[Collection entries]
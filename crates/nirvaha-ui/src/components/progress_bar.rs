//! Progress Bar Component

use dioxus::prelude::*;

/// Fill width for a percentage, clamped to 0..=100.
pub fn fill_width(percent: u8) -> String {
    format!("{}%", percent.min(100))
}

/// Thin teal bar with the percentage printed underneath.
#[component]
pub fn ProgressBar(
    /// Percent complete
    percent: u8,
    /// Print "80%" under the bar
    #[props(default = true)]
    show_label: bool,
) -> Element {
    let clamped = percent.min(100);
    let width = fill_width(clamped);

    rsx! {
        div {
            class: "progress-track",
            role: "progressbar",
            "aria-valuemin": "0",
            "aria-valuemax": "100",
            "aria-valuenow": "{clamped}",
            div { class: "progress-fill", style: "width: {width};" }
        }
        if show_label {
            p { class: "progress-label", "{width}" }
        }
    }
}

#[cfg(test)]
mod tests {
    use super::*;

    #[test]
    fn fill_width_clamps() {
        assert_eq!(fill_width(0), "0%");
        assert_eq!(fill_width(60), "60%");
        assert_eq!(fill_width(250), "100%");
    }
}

--

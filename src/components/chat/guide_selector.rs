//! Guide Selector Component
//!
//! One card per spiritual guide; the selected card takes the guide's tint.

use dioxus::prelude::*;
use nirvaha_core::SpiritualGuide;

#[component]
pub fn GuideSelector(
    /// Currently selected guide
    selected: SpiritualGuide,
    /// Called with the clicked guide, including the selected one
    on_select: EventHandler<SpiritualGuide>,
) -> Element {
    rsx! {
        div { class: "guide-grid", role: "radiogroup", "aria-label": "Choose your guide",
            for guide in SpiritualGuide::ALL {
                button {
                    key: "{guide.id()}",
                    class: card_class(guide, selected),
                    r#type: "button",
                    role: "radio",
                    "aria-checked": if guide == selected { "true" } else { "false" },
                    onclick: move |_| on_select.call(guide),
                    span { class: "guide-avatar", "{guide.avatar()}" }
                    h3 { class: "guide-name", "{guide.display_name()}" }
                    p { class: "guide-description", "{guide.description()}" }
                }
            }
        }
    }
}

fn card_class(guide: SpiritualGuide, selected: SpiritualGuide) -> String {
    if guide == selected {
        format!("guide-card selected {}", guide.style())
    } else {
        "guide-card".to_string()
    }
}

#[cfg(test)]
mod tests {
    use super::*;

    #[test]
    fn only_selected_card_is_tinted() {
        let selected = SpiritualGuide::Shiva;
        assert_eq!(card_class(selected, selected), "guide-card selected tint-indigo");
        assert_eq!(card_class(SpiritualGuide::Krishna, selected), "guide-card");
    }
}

= Brief =
Spot the lines above that mention "SpiritualGuide" and copy them.

= Solved problem =
use nirvaha_core::SpiritualGuide;
    selected: SpiritualGuide,
    on_select: EventHandler<SpiritualGuide>,
            for guide in SpiritualGuide::ALL {
fn card_class(guide: SpiritualGuide, selected: SpiritualGuide) -> String {
        let selected = SpiritualGuide::Shiva;
        assert_eq!(card_class(SpiritualGuide::Krishna, selected), "guide-card");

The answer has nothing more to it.